Moreover, there are many large industries that are dependent on commodity sales, and if revenues decline in these, jobs and earnings come under threat. This takes away from overall economic growth

“While commodity companies will keep producing as long as they are able to earn up to the marginal cost of production, any slowdown in manufacturing impacts job creation negatively. This can only be countered by higher government spending on infrastructure development," said Agrawal.

The silver lining for India is the fall in crude oil prices as we are net importers. But again, a depreciating currency may somewhat dampen this benefit.

Domestic reforms

When the National Democratic Alliance government took over around a year-and-a-half ago, many changes were expected, including ushering in foreign direct investment (this has actually happened to some extent), move to goods and services tax and boost to Indian manufacturing.

However, saddled by politics and a banking sector that is struggling with high levels of non-performing assets, the government hasn’t been able to push through as many reforms as it had hoped to. While macro-economic indicators have improved, impact of any real change is yet to be reflected in corporate earnings.

“What we are looking out for is a turnaround in corporate earnings. Government capital expenditure needs to be more aggressive for this to happen. There is some pent up consumption demand in the economy, which we hope will hold out," said Anup Maheshwari, execitive vice-president and head, equities and corporate strategy, DSP BlackRock Investment Managers Pvt. Ltd.

Government spending on building infrastructure can have a multiplier effect on consumption and corporate earnings. However, the translation can take time. India needs changes that will have a lasting impact, hence, it will pay to wait rather than hurry into superficial facelifts.

Maheshwari said earnings seem to be bottoming out as there have been continuous quarters of lower profits, and the banking sector has seen some cleaning up of bad assets. As we learnt in 2015, while the direction of change can be predicted, the timing is harder to ascertain. While earnings disappointments can continue to come through, directionally, a cyclical turn is what experts are talking about.

Mint Money take

Leaving aside the global tremors that are expected to have a short lived impact on our markets, experts are talking about lower levels in benchmark indices based of rationalisation of valuations. Although not expensive at 14-15 times, earnings need to catch up.

“If we consider earnings and work with the worst case at the lower end of the earnings cycle, another 7-8% downside in markets can’t be ruled out. And that’s the level at which odds turn positive to make a decent absolute return over a 3-5-year period," said Maheshwari.

Clearly, there is more downside in the markets but when that will come through can’t be predicted with conviction. If the news flow turns sharply negative, global or local, the downside will come through faster.
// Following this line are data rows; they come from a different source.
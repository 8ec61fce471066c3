//! Common test utilities shared across integration test files.
//!
//! Usage in test files:
//! ```ignore
//! mod common;
//! use common::*;
//! ```

#![allow(dead_code)]

use async_trait::async_trait;
use plant_advisor::{
    CareInstructions, ChatMessage, Client, GatewayError, PlantAnalysis, PlantGateway,
};
use serde_json::{Value, json};
use std::collections::HashMap;
use std::sync::Mutex;
use tokio::sync::oneshot;
use wiremock::MockServer;

pub const TEST_API_KEY: &str = "test-api-key";
pub const TEST_MODEL: &str = "gemini-2.5-flash";

/// Path the client posts to for [`TEST_MODEL`].
pub fn generate_path() -> String {
    format!("/v1beta/models/{TEST_MODEL}:generateContent")
}

/// Client pointed at a mock server.
pub fn mock_client(server: &MockServer) -> Client {
    Client::builder(TEST_API_KEY.to_string())
        .base_url(server.uri())
        .model(TEST_MODEL)
        .build()
        .expect("client should build")
}

/// A `generateContent` response body whose single candidate says `text`.
pub fn text_response(text: &str) -> Value {
    json!({
        "candidates": [{
            "content": {"parts": [{"text": text}], "role": "model"},
            "finishReason": "STOP",
            "index": 0
        }],
        "usageMetadata": {"promptTokenCount": 10, "candidatesTokenCount": 5}
    })
}

pub fn sample_analysis_json() -> Value {
    json!({
        "plantName": "Fiddle Leaf Fig",
        "careInstructions": {
            "watering": "Water when the top 3 cm of soil is dry",
            "sunlight": "Bright, filtered light",
            "soil": "Well-draining potting mix"
        },
        "currentCondition": "Brown spots on two lower leaves suggest overwatering",
        "nextSteps": ["Let the soil dry out", "Check drainage holes"],
        "estimatedPriceAED": "AED 120 - 250"
    })
}

pub fn analysis_named(name: &str) -> PlantAnalysis {
    PlantAnalysis {
        plant_name: name.to_string(),
        care_instructions: CareInstructions {
            watering: "Weekly".to_string(),
            sunlight: "Bright".to_string(),
            soil: "Loam".to_string(),
        },
        current_condition: "Healthy".to_string(),
        next_steps: vec!["Keep going".to_string()],
        estimated_price_aed: "AED 50".to_string(),
    }
}

/// Google's response body for a rejected API key.
pub fn invalid_key_body() -> Value {
    json!({
        "error": {
            "code": 400,
            "message": "API key not valid. Please pass a valid API key.",
            "status": "INVALID_ARGUMENT",
            "details": [{
                "@type": "type.googleapis.com/google.rpc.ErrorInfo",
                "reason": "API_KEY_INVALID",
                "domain": "googleapis.com"
            }]
        }
    })
}

type AnalysisOutcome = Result<PlantAnalysis, GatewayError>;
type ChatOutcome = Result<String, GatewayError>;

/// Gateway whose analysis calls block until the test releases them.
///
/// Calls are keyed by the image payload, so a test can resolve them in any
/// order it likes.
#[derive(Default)]
pub struct ScriptedGateway {
    pending: Mutex<HashMap<String, oneshot::Receiver<AnalysisOutcome>>>,
    chat_replies: Mutex<Vec<ChatOutcome>>,
    chat_calls: Mutex<Vec<(Vec<ChatMessage>, String)>>,
}

impl ScriptedGateway {
    pub fn new() -> Self {
        Self::default()
    }

    /// Registers an analysis call for `payload`; send on the returned handle to resolve it.
    pub fn expect_analysis(&self, payload: &str) -> oneshot::Sender<AnalysisOutcome> {
        let (tx, rx) = oneshot::channel();
        self.pending
            .lock()
            .unwrap()
            .insert(payload.to_string(), rx);
        tx
    }

    /// Queues chat outcomes, returned in order.
    pub fn with_chat_replies(self, replies: Vec<ChatOutcome>) -> Self {
        *self.chat_replies.lock().unwrap() = replies;
        self
    }

    /// Every `(history, message)` pair the gateway was called with.
    pub fn chat_calls(&self) -> Vec<(Vec<ChatMessage>, String)> {
        self.chat_calls.lock().unwrap().clone()
    }
}

#[async_trait]
impl PlantGateway for ScriptedGateway {
    async fn analyze_image(
        &self,
        image_base64: &str,
        _mime_type: &str,
    ) -> Result<PlantAnalysis, GatewayError> {
        let rx = self
            .pending
            .lock()
            .unwrap()
            .remove(image_base64)
            .unwrap_or_else(|| panic!("unexpected analysis call for {image_base64}"));
        rx.await.expect("test dropped the analysis sender")
    }

    async fn chat_reply(
        &self,
        history: &[ChatMessage],
        message: &str,
    ) -> Result<String, GatewayError> {
        self.chat_calls
            .lock()
            .unwrap()
            .push((history.to_vec(), message.to_string()));
        let mut replies = self.chat_replies.lock().unwrap();
        assert!(!replies.is_empty(), "unexpected chat call");
        replies.remove(0)
    }
}
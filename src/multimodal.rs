//! Image loading and encoding for analysis requests.
//!
//! Turns a photo on disk, raw bytes, or a `data:` URL into the base64 payload
//! plus MIME type the gateway sends inline.
//!
//! # Example
//!
//! ```no_run
//! use plant_advisor::{Client, PlantGateway, image_from_file};
//!
//! # async fn example() -> Result<(), Box<dyn std::error::Error>> {
//! let client = Client::new("api-key".to_string());
//! let image = image_from_file("monstera.jpg").await?;
//! let analysis = client.analyze_image(&image.data, &image.mime_type).await?;
//! println!("{}", analysis.plant_name);
//! # Ok(())
//! # }
//! ```

use crate::errors::GatewayError;
use base64::Engine;
use std::path::Path;

/// A base64-encoded image ready to be sent inline.
#[derive(Debug, Clone, PartialEq, Eq)]
pub struct EncodedImage {
    pub mime_type: String,
    /// Standard base64, no line breaks.
    pub data: String,
}

impl EncodedImage {
    /// Renders the image as a `data:` URL, the reference kept in session state.
    #[must_use]
    pub fn data_url(&self) -> String {
        format!("data:{};base64,{}", self.mime_type, self.data)
    }

    /// Splits a `data:<mime>;base64,<payload>` URL, as produced by a browser
    /// file reader.
    ///
    /// # Errors
    ///
    /// Returns [`GatewayError::InvalidInput`] if the URL is not a base64 data URL.
    ///
    /// ```
    /// use plant_advisor::EncodedImage;
    ///
    /// let image = EncodedImage::from_data_url("data:image/png;base64,iVBORw0KGgo=").unwrap();
    /// assert_eq!(image.mime_type, "image/png");
    /// assert_eq!(image.data, "iVBORw0KGgo=");
    /// ```
    pub fn from_data_url(url: &str) -> Result<Self, GatewayError> {
        let invalid = || GatewayError::InvalidInput("expected a base64 data URL".to_string());
        let (meta, data) = url.split_once(',').ok_or_else(invalid)?;
        let mime_type = meta
            .strip_prefix("data:")
            .and_then(|m| m.strip_suffix(";base64"))
            .filter(|m| !m.is_empty())
            .ok_or_else(invalid)?;
        Ok(Self {
            mime_type: mime_type.to_string(),
            data: data.to_string(),
        })
    }
}

/// Detects an image MIME type from a file extension.
///
/// Returns `None` for unsupported or missing extensions.
///
/// ```
/// use std::path::Path;
/// use plant_advisor::detect_mime_type;
///
/// assert_eq!(detect_mime_type(Path::new("fern.JPG")), Some("image/jpeg"));
/// assert_eq!(detect_mime_type(Path::new("notes.txt")), None);
/// ```
pub fn detect_mime_type(path: &Path) -> Option<&'static str> {
    let ext = path.extension()?.to_str()?.to_lowercase();
    match ext.as_str() {
        "jpg" | "jpeg" => Some("image/jpeg"),
        "png" => Some("image/png"),
        "gif" => Some("image/gif"),
        "webp" => Some("image/webp"),
        "heic" | "heif" => Some("image/heic"),
        "bmp" => Some("image/bmp"),
        _ => None,
    }
}

/// Encodes raw image bytes.
#[must_use]
pub fn image_from_bytes(bytes: &[u8], mime_type: impl Into<String>) -> EncodedImage {
    EncodedImage {
        mime_type: mime_type.into(),
        data: base64::engine::general_purpose::STANDARD.encode(bytes),
    }
}

/// Loads an image file and encodes it, detecting the MIME type from the
/// extension.
///
/// # Errors
///
/// Returns [`GatewayError::InvalidInput`] if the extension is not a known
/// image type or the file cannot be read.
pub async fn image_from_file(path: impl AsRef<Path>) -> Result<EncodedImage, GatewayError> {
    let path = path.as_ref();
    let mime_type = detect_mime_type(path).ok_or_else(|| {
        GatewayError::InvalidInput(format!(
            "'{}' is not a supported image type (jpg, png, gif, webp, heic, bmp)",
            path.display()
        ))
    })?;

    let bytes = tokio::fs::read(path).await.map_err(|e| {
        let suggestion = match e.kind() {
            std::io::ErrorKind::NotFound => " Check that the file path is correct.",
            std::io::ErrorKind::PermissionDenied => " Check file permissions.",
            _ => "",
        };
        GatewayError::InvalidInput(format!(
            "Failed to read file '{}': {}.{}",
            path.display(),
            e,
            suggestion
        ))
    })?;

    tracing::debug!(
        "Encoded image '{}': mime_type={}, bytes={}",
        path.display(),
        mime_type,
        bytes.len()
    );

    Ok(image_from_bytes(&bytes, mime_type))
}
If the opposite happens and for some reason there is a positive news flow, markets could even rise or stay at current levels.

Given the economic changes that are expected to come through, a situation that supports a long drawn out bear market seems unlikely. Moreover, unlike the correction in 2008, when many asset markets were in the bubble territory before correcting, in 2016, there are fewer asset bubbles (except the Chinese stock market, which is witnessing sharp daily moves).

For retail investors who are already invested, staying the course and sticking with asset allocation might cause anxiety— especially on days of sharp falls—but it is the appropriate response.

Short-term investors should be worried about further downside. Traders and short-term investors will adjust their daily, weekly and monthly positions according to the market trend, but long-term investors needn’t be perturbed by noise.

No one asset outperforms all the time, hence, one must diversify. Let the allocation be dictated by your financial objectives rather than market events.